*** Block opens ***
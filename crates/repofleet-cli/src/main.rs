//! repofleet - manage branches across many git repositories at once
//!
//! ## Commands
//!
//! - `scan`: List repositories under the root with their branches
//! - `apply`: Preview which repositories have a given branch
//! - `switch`: Assign target branches and check them out everywhere
//! - `pull`: Run `git pull` in every repository

mod last_root;
mod render;

use std::path::{Path, PathBuf};

use anyhow::{bail, Context, Result};
use clap::{Parser, Subcommand};
use repofleet_core::{
    validate_root, BatchEngine, BatchSummary, FleetConfig, LogSettings, OperationKind, Registry,
};
use tracing::{info, warn};

use crate::last_root::LastRootStore;
use crate::render::{OutputFormat, Renderer};

#[derive(Parser)]
#[command(name = "repofleet")]
#[command(author = "Stevedores Org")]
#[command(version = env!("CARGO_PKG_VERSION"))]
#[command(about = "Branch manager for a directory of git repositories", long_about = None)]
struct Cli {
    /// Directory to scan (default: the last root used)
    #[arg(long, global = true)]
    root: Option<PathBuf>,

    /// Deepest directory level below the root that is searched
    #[arg(long, global = true)]
    max_depth: Option<usize>,

    /// Maximum number of concurrent git processes
    #[arg(long, global = true)]
    concurrency: Option<usize>,

    /// git executable to run
    #[arg(long = "git", global = true)]
    git_program: Option<String>,

    /// Only switch repositories whose target is a known branch
    #[arg(long, global = true)]
    strict_targets: bool,

    /// Output format for results
    #[arg(long, value_enum, default_value = "text", global = true)]
    format: OutputFormat,

    /// Enable verbose output
    #[arg(short, long, global = true)]
    verbose: bool,

    /// Emit JSON-formatted log lines
    #[arg(long, global = true)]
    log_json: bool,

    #[command(subcommand)]
    command: Commands,
}

#[derive(Subcommand)]
enum Commands {
    /// Discover repositories and show their branches
    Scan {
        /// Also list every known branch per repository
        #[arg(long)]
        branches: bool,
    },

    /// Show which repositories have BRANCH without switching
    Apply { branch: String },

    /// Check out target branches across all repositories
    Switch {
        /// Target this branch in every repository that has it
        #[arg(long)]
        all: Option<String>,

        /// Per-repository target, as PATH=BRANCH (repeatable)
        #[arg(long = "set", value_parser = parse_assignment)]
        set: Vec<(PathBuf, String)>,
    },

    /// Run `git pull` in every repository
    Pull,
}

fn parse_assignment(raw: &str) -> std::result::Result<(PathBuf, String), String> {
    let (path, branch) = raw
        .split_once('=')
        .ok_or_else(|| format!("expected PATH=BRANCH, got '{raw}'"))?;
    if path.is_empty() {
        return Err(format!("missing repository path in '{raw}'"));
    }
    Ok((PathBuf::from(path), branch.to_string()))
}

/// Absolute registry key for a `--set` path.
fn resolve_repo_path(root: &Path, path: &Path) -> PathBuf {
    let joined = if path.is_absolute() {
        path.to_path_buf()
    } else {
        root.join(path)
    };
    joined.canonicalize().unwrap_or(joined)
}

fn build_config(cli: &Cli) -> Result<FleetConfig> {
    let mut config = FleetConfig::from_env().context("Invalid REPOFLEET_* environment")?;
    if let Some(depth) = cli.max_depth {
        config = config.with_max_depth(depth);
    }
    if let Some(limit) = cli.concurrency {
        config = config.with_concurrency(limit);
    }
    if let Some(program) = &cli.git_program {
        config = config.with_git_program(program.clone());
    }
    if cli.strict_targets {
        config = config.with_strict_targets(true);
    }
    config.validate().context("Invalid configuration")?;
    Ok(config)
}

fn resolve_root(cli: &Cli, store: &LastRootStore) -> Result<PathBuf> {
    let root = match (&cli.root, store.load()) {
        (Some(root), _) => root.clone(),
        (None, Some(remembered)) => {
            info!(root = %remembered.display(), "using last root");
            remembered
        }
        (None, None) => bail!("No root directory given and none remembered; pass --root <DIR>"),
    };
    Ok(validate_root(&root)?)
}

/// Turn a batch with failed repositories into a non-zero exit.
fn check_summary(summary: &BatchSummary) -> Result<()> {
    if summary.failed > 0 {
        bail!(
            "{} failed in {} of {} repositories",
            summary.kind,
            summary.failed,
            summary.total()
        );
    }
    Ok(())
}

#[tokio::main]
async fn main() -> Result<()> {
    let cli = Cli::parse();

    repofleet_core::init_tracing(LogSettings {
        json: cli.log_json,
        verbose: cli.verbose,
    });

    let config = build_config(&cli)?;
    let store = LastRootStore::from_env();
    let root = resolve_root(&cli, &store)?;
    let engine = BatchEngine::from_config(&config);

    let token = engine.pool().cancellation_token();
    tokio::spawn(async move {
        if tokio::signal::ctrl_c().await.is_ok() {
            warn!("interrupt received, no further repositories will be started");
            token.cancel();
        }
    });

    let mut registry = Registry::new();
    let found = engine
        .scan(&mut registry, &root, config.max_depth)
        .await
        .with_context(|| format!("Failed to scan {}", root.display()))?;
    store.save(&root);

    let out = Renderer::new(cli.format, root.clone());
    match cli.command {
        Commands::Scan { branches } => {
            out.repositories(&registry, branches);
            out.found(found);
            Ok(())
        }
        Commands::Apply { branch } => {
            let summary = engine.apply_target_to_all(&mut registry, &branch);
            out.apply(&summary);
            Ok(())
        }
        Commands::Switch { all, set } => {
            cmd_switch(&engine, &mut registry, &root, &out, all.as_deref(), &set).await
        }
        Commands::Pull => {
            let outcomes = engine
                .pull_all_repos_with(&registry, |o| out.outcome(o))
                .await;
            let summary = BatchSummary::from_outcomes(OperationKind::Pull, &outcomes);
            out.summary(&summary);
            check_summary(&summary)
        }
    }
}

async fn cmd_switch(
    engine: &BatchEngine,
    registry: &mut Registry,
    root: &Path,
    out: &Renderer,
    all: Option<&str>,
    overrides: &[(PathBuf, String)],
) -> Result<()> {
    if let Some(branch) = all {
        let summary = engine.apply_target_to_all(registry, branch);
        out.apply(&summary);
    }
    for (path, branch) in overrides {
        let key = resolve_repo_path(root, path);
        registry
            .set_target(&key, branch.clone())
            .with_context(|| format!("Cannot target '{branch}' in {}", path.display()))?;
    }

    let outcomes = engine
        .switch_all_to_target_with(registry, |o| out.outcome(o))
        .await;
    out.repositories(registry, false);
    let summary = BatchSummary::from_outcomes(OperationKind::Checkout, &outcomes);
    out.summary(&summary);
    check_summary(&summary)
}

#[cfg(test)]
mod tests {
    use super::*;
    use clap::CommandFactory;

    #[test]
    fn test_cli_definition_is_consistent() {
        Cli::command().debug_assert();
    }

    #[test]
    fn test_parse_assignment() {
        assert_eq!(
            parse_assignment("services/api=release/1.2").unwrap(),
            (PathBuf::from("services/api"), "release/1.2".to_string())
        );
        assert_eq!(
            parse_assignment("api=").unwrap(),
            (PathBuf::from("api"), String::new())
        );
        assert!(parse_assignment("api").is_err());
        assert!(parse_assignment("=dev").is_err());
    }

    #[test]
    fn test_switch_arguments() {
        let cli = Cli::try_parse_from([
            "repofleet",
            "--root",
            "/w",
            "switch",
            "--all",
            "dev",
            "--set",
            "api=main",
            "--set",
            "web=feature/x",
        ])
        .unwrap();
        match cli.command {
            Commands::Switch { all, set } => {
                assert_eq!(all.as_deref(), Some("dev"));
                assert_eq!(set.len(), 2);
                assert_eq!(set[1].1, "feature/x");
            }
            _ => panic!("expected switch"),
        }
    }

    #[test]
    fn test_flag_overrides_reach_config() {
        let cli = Cli::try_parse_from([
            "repofleet",
            "scan",
            "--max-depth",
            "5",
            "--concurrency",
            "8",
            "--git",
            "/usr/bin/git",
            "--strict-targets",
        ])
        .unwrap();
        let config = build_config(&cli).unwrap();
        assert_eq!(config.max_depth, 5);
        assert_eq!(config.concurrency, 8);
        assert_eq!(config.git_program, "/usr/bin/git");
        assert!(config.strict_targets);
    }

    #[test]
    fn test_failed_repositories_fail_the_command() {
        let mut summary = BatchSummary {
            kind: OperationKind::Pull,
            succeeded: 2,
            failed: 0,
            skipped: 1,
        };
        assert!(check_summary(&summary).is_ok());
        summary.failed = 1;
        let err = check_summary(&summary).unwrap_err();
        assert_eq!(err.to_string(), "pull failed in 1 of 4 repositories");
    }

    #[test]
    fn test_relative_override_resolves_under_root() {
        let tmp = tempfile::tempdir().unwrap();
        let root = tmp.path().canonicalize().unwrap();
        std::fs::create_dir_all(root.join("api")).unwrap();
        assert_eq!(resolve_repo_path(&root, Path::new("api")), root.join("api"));
        assert_eq!(
            resolve_repo_path(&root, Path::new("/not/there")),
            PathBuf::from("/not/there")
        );
    }

    #[test]
    fn test_explicit_root_must_exist() {
        let tmp = tempfile::tempdir().unwrap();
        let store = LastRootStore::at(tmp.path().join("last_root"));
        let cli =
            Cli::try_parse_from(["repofleet", "--root", "/definitely/missing", "scan"]).unwrap();
        assert!(resolve_root(&cli, &store).is_err());

        let cli = Cli::try_parse_from(["repofleet", "scan"]).unwrap();
        assert!(resolve_root(&cli, &store).is_err());

        store.save(tmp.path());
        assert_eq!(
            resolve_root(&cli, &store).unwrap(),
            tmp.path().canonicalize().unwrap()
        );
    }
}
*** Block closes ***
**Exercise brief**
Each line that contains the string "info" counts once; report how many such lines the entries have, giving only the number.

**Task response**
2